The memories of our childhood, the tastes, the experiences all influence our stories and add color to our writing. If it has to do with history, I always have to know how and why. Which brings me to the point of this blog: how long has Dr. Pepper been around?
The unique flavor of Dr. Pepper was created and sold beginning in 1885 in Waco, Texas. Dr. Pepper is the oldest manufacturer of soft drink concentrates and syrups in the U.S. It originated at Morrison’s Old Corner Drug Store by Charles Alderton, a young pharmacist who worked there.
Alderton liked the syrup flavor smells and in his spare time served carbonated drinks at the soda fountain. Keeping a journal, he began experimenting with numerous mixtures until he found the one he liked. Long story short, the store owner loved it, the fountain customers loved it, and its popularity soon spread.

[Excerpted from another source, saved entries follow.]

//! Skeleton/contour extraction: raster in, tagged loops and candidate
//! points out.
//!
//! Steps: optional blur, threshold, optional close, border following,
//! outer/hole selection, pixel-to-inch mapping, RDP, validity checks and
//! finally the skeleton strategy.

use geo::{Intersects, Line};
use image::GrayImage;
use tracing::{debug, info};

use crate::blur;
use crate::config::ExtractionConfig;
use crate::contour::{self, BorderRole, PixelFrame, TracedBorder};
use crate::error::ExtractionError;
use crate::grayscale;
use crate::simplify;
use crate::skeleton::{SkeletonBuilder, SkeletonPointSet, SkeletonSource};
use crate::types::{Contour, ContourId, ContourKind, Dimensions, Point, points_bounds};

/// Output of the extractor.
#[derive(Debug, Clone)]
pub struct Extraction {
    /// The retained workpiece's boundary. Always `ContourId(0)`.
    pub outer: Contour,
    /// Holes in the workpiece, numbered from `ContourId(1)`.
    pub inners: Vec<Contour>,
    /// Snap candidates.
    pub skeleton: SkeletonPointSet,
    /// Mapping used for every coordinate above.
    pub frame: PixelFrame,
}

impl Extraction {
    /// Outer first, then holes.
    pub fn contours(&self) -> impl Iterator<Item = &Contour> {
        std::iter::once(&self.outer).chain(&self.inners)
    }

    /// Look up a contour by id.
    #[must_use]
    pub fn contour(&self, id: ContourId) -> Option<&Contour> {
        self.contours().find(|c| c.id() == id)
    }

    /// Source image size.
    #[must_use]
    pub const fn dimensions(&self) -> Dimensions {
        self.frame.dimensions
    }
}

/// Run extraction on a grayscale image.
///
/// # Errors
///
/// Returns [`ExtractionError::EmptyImage`] for a zero-sized image,
/// [`ExtractionError::NoOuterContour`] when nothing qualifies as the
/// outline, [`ExtractionError::Degenerate`] or
/// [`ExtractionError::SelfIntersecting`] for a kept loop that is unusable
/// after simplification, and [`ExtractionError::EmptySkeleton`] when the
/// strategy yields no points.
pub fn extract(gray: &GrayImage, config: &ExtractionConfig) -> Result<Extraction, ExtractionError> {
    let dimensions = Dimensions {
        width: gray.width(),
        height: gray.height(),
    };
    if dimensions.width == 0 || dimensions.height == 0 {
        return Err(ExtractionError::EmptyImage);
    }

    let blurred = blur::gaussian_blur(gray, config.blur_sigma);
    let mask = grayscale::threshold_mask(&blurred, config.threshold, config.invert);
    let mask = grayscale::close_gaps(&mask, config.close_radius);

    let borders = contour::trace_borders(&mask);
    debug!(borders = borders.len(), "traced borders");

    let outer_idx =
        select_outer(&borders, config.max_outer_circularity).ok_or(ExtractionError::NoOuterContour)?;
    let frame = PixelFrame::fit(dimensions, config.fit_size, config.center);

    let outer_border: Vec<Point> = borders[outer_idx]
        .points
        .iter()
        .map(|&p| frame.to_inches(p))
        .collect();
    let outer = finish_contour(
        ContourId(0),
        ContourKind::Outer,
        &outer_border,
        config.simplify_tolerance,
    )?;

    let mut inners = Vec::new();
    for (i, border) in borders.iter().enumerate() {
        if border.role != BorderRole::Hole || border.parent != Some(outer_idx) {
            continue;
        }
        let area = border.area() * frame.area_scale();
        if area < config.min_hole_area {
            debug!(border = i, area, "dropping speck hole");
            continue;
        }
        let points: Vec<Point> = border.points.iter().map(|&p| frame.to_inches(p)).collect();
        if let Some(limit) = config.max_hole_extent
            && let Some(b) = points_bounds(&points)
            && (b.x_max - b.x_min > limit || b.y_max - b.y_min > limit)
        {
            debug!(border = i, limit, "dropping oversized hole");
            continue;
        }
        let id = ContourId(inners.len() + 1);
        inners.push(finish_contour(
            id,
            ContourKind::Inner,
            &points,
            config.simplify_tolerance,
        )?);
    }

    let source = SkeletonSource {
        mask: &mask,
        outer_border: &outer_border,
        frame: &frame,
    };
    let skeleton = SkeletonPointSet::new(config.skeleton.build(&source));
    if skeleton.is_empty() {
        return Err(ExtractionError::EmptySkeleton);
    }

    info!(
        outer_points = outer.len(),
        holes = inners.len(),
        skeleton = skeleton.len(),
        "extraction complete"
    );

    Ok(Extraction {
        outer,
        inners,
        skeleton,
        frame,
    })
}

/// Index of the largest top-level outline, skipping near-circles when a
/// circularity cap is configured.
fn select_outer(borders: &[TracedBorder], max_circularity: Option<f64>) -> Option<usize> {
    borders
        .iter()
        .enumerate()
        .filter(|(_, b)| b.role == BorderRole::Outline && b.parent.is_none())
        .filter(|(_, b)| b.points.len() >= 3)
        .filter(|(i, b)| {
            let eligible = max_circularity.is_none_or(|cap| b.circularity() < cap);
            if !eligible {
                debug!(border = i, circularity = b.circularity(), "skipping ring-like outline");
            }
            eligible
        })
        .max_by(|(_, a), (_, b)| a.area().total_cmp(&b.area()))
        .map(|(i, _)| i)
}

fn finish_contour(
    id: ContourId,
    kind: ContourKind,
    points: &[Point],
    tolerance: f64,
) -> Result<Contour, ExtractionError> {
    let simplified = simplify::simplify_closed(points, tolerance);
    let contour = Contour::new(id, kind, simplified);
    if contour.len() < 3 {
        return Err(ExtractionError::Degenerate {
            id,
            points: contour.len(),
        });
    }
    if let Some((first, second)) = find_self_intersection(contour.points()) {
        return Err(ExtractionError::SelfIntersecting { id, first, second });
    }
    Ok(contour)
}

/// First pair of non-adjacent edges that touch or cross, if any.
#[must_use]
pub fn find_self_intersection(points: &[Point]) -> Option<(usize, usize)> {
    let n = points.len();
    if n < 4 {
        return None;
    }
    let edge = |i: usize| {
        let a = points[i];
        let b = points[(i + 1) % n];
        Line::new(geo::coord! { x: a.x, y: a.y }, geo::coord! { x: b.x, y: b.y })
    };
    for i in 0..n {
        let ei = edge(i);
        for j in (i + 2)..n {
            // The last edge shares a vertex with the first.
            if i == 0 && j == n - 1 {
                continue;
            }
            if ei.intersects(&edge(j)) {
                return Some((i, j));
            }
        }
    }
    None
}

#[cfg(test)]
#[allow(clippy::unwrap_used)]
mod tests {
    use super::*;
    use crate::skeleton::SkeletonKind;

    /// 400x400 white canvas with a black square ring: material from
    /// pixel 40 to 359, white hole from 150 to 249.
    fn plate_with_hole() -> GrayImage {
        GrayImage::from_fn(400, 400, |x, y| {
            let in_outer = (40..360).contains(&x) && (40..360).contains(&y);
            let in_hole = (150..250).contains(&x) && (150..250).contains(&y);
            image::Luma([if in_outer && !in_hole { 0 } else { 255 }])
        })
    }

    #[test]
    fn extracts_outer_and_hole() {
        let gray = plate_with_hole();
        let result = extract(&gray, &ExtractionConfig::default()).unwrap();

        assert_eq!(result.outer.id(), ContourId(0));
        assert_eq!(result.outer.kind(), ContourKind::Outer);
        assert_eq!(result.inners.len(), 1);
        assert_eq!(result.inners[0].id(), ContourId(1));
        assert_eq!(result.inners[0].kind(), ContourKind::Inner);

        // A square outline simplifies to its four corners; the hole
        // border may keep one-pixel chamfers at its corners.
        assert_eq!(result.outer.len(), 4);
        assert!((4..=8).contains(&result.inners[0].len()));

        let b = result.outer.bounds().unwrap();
        let s = 11.5 / 400.0;
        assert!((b.x_min - (1.0 + 40.5 * s)).abs() < 1e-9);
        assert!((b.y_max - (12.5 - 40.5 * s)).abs() < 1e-9);
    }

    #[test]
    fn boundary_skeleton_is_dense() {
        let gray = plate_with_hole();
        let result = extract(&gray, &ExtractionConfig::default()).unwrap();
        // Every border pixel of the 320 px square survives.
        assert_eq!(result.skeleton.len(), 4 * 319);
    }

    #[test]
    fn medial_axis_skeleton_is_inside_outer() {
        let gray = plate_with_hole();
        let config = ExtractionConfig {
            skeleton: SkeletonKind::MedialAxis,
            ..ExtractionConfig::default()
        };
        let result = extract(&gray, &config).unwrap();
        let b = result.outer.bounds().unwrap();
        assert!(!result.skeleton.is_empty());
        assert!(result.skeleton.points().iter().all(|p| b.contains(*p)));
    }

    #[test]
    fn blank_image_has_no_outer() {
        let gray = GrayImage::from_pixel(50, 50, image::Luma([255]));
        assert!(matches!(
            extract(&gray, &ExtractionConfig::default()),
            Err(ExtractionError::NoOuterContour)
        ));
    }

    #[test]
    fn zero_sized_image_rejected() {
        let gray = GrayImage::new(0, 0);
        assert!(matches!(
            extract(&gray, &ExtractionConfig::default()),
            Err(ExtractionError::EmptyImage)
        ));
    }

    #[test]
    fn invert_traces_light_material() {
        let gray = GrayImage::from_fn(100, 100, |x, y| {
            image::Luma([if (20..80).contains(&x) && (20..80).contains(&y) { 255 } else { 0 }])
        });
        let config = ExtractionConfig {
            invert: true,
            ..ExtractionConfig::default()
        };
        let result = extract(&gray, &config).unwrap();
        assert!(result.inners.is_empty());
        assert_eq!(result.outer.len(), 4);
    }

    #[test]
    fn speck_holes_dropped() {
        let gray = GrayImage::from_fn(400, 400, |x, y| {
            let in_outer = (40..360).contains(&x) && (40..360).contains(&y);
            let speck = x == 200 && y == 200;
            image::Luma([if in_outer && !speck { 0 } else { 255 }])
        });
        let config = ExtractionConfig {
            close_radius: 0,
            ..ExtractionConfig::default()
        };
        let result = extract(&gray, &config).unwrap();
        assert!(result.inners.is_empty());
    }

    #[test]
    fn oversized_holes_dropped() {
        let gray = plate_with_hole();
        let config = ExtractionConfig {
            max_hole_extent: Some(2.0),
            ..ExtractionConfig::default()
        };
        let result = extract(&gray, &config).unwrap();
        assert!(result.inners.is_empty());
    }

    #[test]
    fn circular_outline_skipped_when_capped() {
        // A solid disc plus a thin bar: with the cap the bar wins even
        // though the disc is larger.
        let gray = GrayImage::from_fn(200, 200, |x, y| {
            let dx = f64::from(x) - 100.0;
            let dy = f64::from(y) - 100.0;
            let disc = dx.hypot(dy) < 60.0;
            let bar = (5..105).contains(&x) && (5..15).contains(&y);
            image::Luma([if disc || bar { 0 } else { 255 }])
        });
        let uncapped = extract(&gray, &ExtractionConfig::default()).unwrap();
        let capped = extract(
            &gray,
            &ExtractionConfig {
                max_outer_circularity: Some(0.6),
                ..ExtractionConfig::default()
            },
        )
        .unwrap();
        assert!(uncapped.outer.perimeter() > capped.outer.perimeter());
        assert_eq!(capped.outer.len(), 4);
    }

    #[test]
    fn bow_tie_self_intersects() {
        let bow = [
            Point::new(0.0, 0.0),
            Point::new(2.0, 2.0),
            Point::new(2.0, 0.0),
            Point::new(0.0, 2.0),
        ];
        assert_eq!(find_self_intersection(&bow), Some((0, 2)));

        let square = [
            Point::new(0.0, 0.0),
            Point::new(2.0, 0.0),
            Point::new(2.0, 2.0),
            Point::new(0.0, 2.0),
        ];
        assert_eq!(find_self_intersection(&square), None);
    }
}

Robert S. Lazenby, a young beverage chemist, also tasted the new drink and along with Morrison, formed a new firm, the Artesian Mfg. & Bottling Company, which later became Dr Pepper Company. They introduced Dr Pepper to almost 20 million people attending the 1904 World’s Fair Exposition in St. Louis. At the same Fair, hamburgers and frankfurters were first served on buns, and the ice cream cone was first served.
So now I’m wondering in my fictitious town of Justice, Texas, 1887, if my main character’s grandfather might buy her a Dr. Pepper? The challenge comes in taking our experiences and applying them to another time and place. That’s the magic of writing.
Did you Know, 23 fruit flavors give Dr Pepper its unique taste?